:: Data provided ::
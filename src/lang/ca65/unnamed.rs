//! Anonymous and cheap-local label utilities.
//!
//! Anonymous labels are written as a bare `:` and referenced by `:+`,
//! `:-`, `:<<`, and so on.  The scanner already turned every such token
//! into an ordinal, so resolution here is table lookup plus a range check.
//!
//! Cheap locals (prefix `@`) have no entry in the scope tree.  Their
//! effective scope is the span between two boundary lines, where a
//! boundary is a non-cheap label definition or a `.proc`/`.struct`/
//! `.union` opener.  They are resolved on demand by re-lexing the lines of
//! the enclosing span.

use lsp_types as lsp;
use crate::lang::{Document,line_range,range_contains_pos};
use super::arguments::ArgParser;
use super::lexer::lex_line;
use super::SymbolTable;

/// Ordinal of the anonymous-label construct at a position, definition
/// sites included.  Out-of-range ordinals are reported as recorded; the
/// caller decides whether a definition must exist.
pub fn ordinal_at(table: &SymbolTable, pos: &lsp::Position) -> Option<usize> {
    for (ordinal,spans) in &table.anon.refs {
        if spans.iter().any(|rng| range_contains_pos(rng,pos)) {
            return Some(*ordinal);
        }
    }
    None
}

/// Span of the definition of the given ordinal, if it exists.
pub fn definition_of_ordinal(table: &SymbolTable, ordinal: usize) -> Option<lsp::Range> {
    let line = *table.anon.defs.get(ordinal)?;
    if let Some(spans) = table.anon.refs.get(&ordinal) {
        if let Some(rng) = spans.iter().find(|rng| rng.start.line == line) {
            return Some(*rng);
        }
    }
    Some(line_range(line,0,1))
}

/// Every recorded span for the ordinal, definition site included.
pub fn references_of_ordinal(table: &SymbolTable, ordinal: usize) -> Vec<lsp::Range> {
    match ordinal < table.anon.defs.len() {
        true => table.anon.refs.get(&ordinal).cloned().unwrap_or_default(),
        false => Vec::new()
    }
}

/// Last boundary at or before `line`, else the top of the file.
pub fn block_start(table: &SymbolTable, line: u32) -> u32 {
    match table.boundaries.partition_point(|b| *b <= line) {
        0 => 0,
        n => table.boundaries[n-1]
    }
}

/// First boundary beyond `block_start`, else EOF.
fn block_end(table: &SymbolTable, start: u32) -> u32 {
    match table.boundaries.iter().find(|b| **b > start) {
        Some(b) => *b,
        None => table.lines
    }
}

/// Definition of a cheap local as seen from `line`: the first line of the
/// enclosing block that defines the same name.
pub fn cheap_definition(doc: &Document, table: &SymbolTable, name: &str, line: u32) -> Option<lsp::Range> {
    let start = block_start(table,line);
    let end = block_end(table,start);
    let mut row = start;
    for text in doc.text.lines().skip(start as usize) {
        if row >= end {
            break;
        }
        let lexed = lex_line(text);
        if let Some(item) = lexed.label {
            if item.text == name {
                return Some(line_range(row,item.offset,item.offset+item.text.len()));
            }
        }
        row += 1;
    }
    None
}

/// Every definition or use of the cheap name within the block around `line`.
pub fn cheap_references(doc: &Document, table: &SymbolTable, name: &str, line: u32) -> Vec<lsp::Range> {
    let parser = ArgParser::new();
    let start = block_start(table,line);
    let end = block_end(table,start);
    let mut ans = Vec::new();
    let mut row = start;
    for text in doc.text.lines().skip(start as usize) {
        if row >= end {
            break;
        }
        let lexed = lex_line(text);
        if let Some(item) = &lexed.label {
            if item.text == name {
                ans.push(line_range(row,item.offset,item.offset+item.text.len()));
            }
        }
        if let Some(args) = &lexed.args {
            for group in parser.parse(&args.text,args.offset) {
                for tok in group.tokens {
                    if tok.text == name {
                        ans.push(line_range(row,tok.offset,tok.offset+tok.text.len()));
                    }
                }
            }
        }
        row += 1;
    }
    ans
}

/// Names of the cheap locals defined in the block around `line`, for
/// completion.
pub fn cheap_labels_in_block(doc: &Document, table: &SymbolTable, line: u32) -> Vec<String> {
    let start = block_start(table,line);
    let end = block_end(table,start);
    let mut ans = Vec::new();
    let mut row = start;
    for text in doc.text.lines().skip(start as usize) {
        if row >= end {
            break;
        }
        if let Some(item) = lex_line(text).label {
            if item.text.starts_with('@') && !ans.contains(&item.text) {
                ans.push(item.text);
            }
        }
        row += 1;
    }
    ans
}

:: Task statement ::
Reproduce the records above exactly, from the first line through the line containing "false => Vec::new()", and output nothing else.

:: Solved exercise ::
filename src/lang/ca65/unnamed.rs
//! Anonymous and cheap-local label utilities.
//!
//! Anonymous labels are written as a bare `:` and referenced by `:+`,
//! `:-`, `:<<`, and so on.  The scanner already turned every such token
//! into an ordinal, so resolution here is table lookup plus a range check.
//!
//! Cheap locals (prefix `@`) have no entry in the scope tree.  Their
//! effective scope is the span between two boundary lines, where a
//! boundary is a non-cheap label definition or a `.proc`/`.struct`/
//! `.union` opener.  They are resolved on demand by re-lexing the lines of
//! the enclosing span.

use lsp_types as lsp;
use crate::lang::{Document,line_range,range_contains_pos};
use super::arguments::ArgParser;
use super::lexer::lex_line;
use super::SymbolTable;

/// Ordinal of the anonymous-label construct at a position, definition
/// sites included.  Out-of-range ordinals are reported as recorded; the
/// caller decides whether a definition must exist.
pub fn ordinal_at(table: &SymbolTable, pos: &lsp::Position) -> Option<usize> {
    for (ordinal,spans) in &table.anon.refs {
        if spans.iter().any(|rng| range_contains_pos(rng,pos)) {
            return Some(*ordinal);
        }
    }
    None
}

/// Span of the definition of the given ordinal, if it exists.
pub fn definition_of_ordinal(table: &SymbolTable, ordinal: usize) -> Option<lsp::Range> {
    let line = *table.anon.defs.get(ordinal)?;
    if let Some(spans) = table.anon.refs.get(&ordinal) {
        if let Some(rng) = spans.iter().find(|rng| rng.start.line == line) {
            return Some(*rng);
        }
    }
    Some(line_range(line,0,1))
}

/// Every recorded span for the ordinal, definition site included.
pub fn references_of_ordinal(table: &SymbolTable, ordinal: usize) -> Vec<lsp::Range> {
    match ordinal < table.anon.defs.len() {
        true => table.anon.refs.get(&ordinal).cloned().unwrap_or_default(),
        false => Vec::new()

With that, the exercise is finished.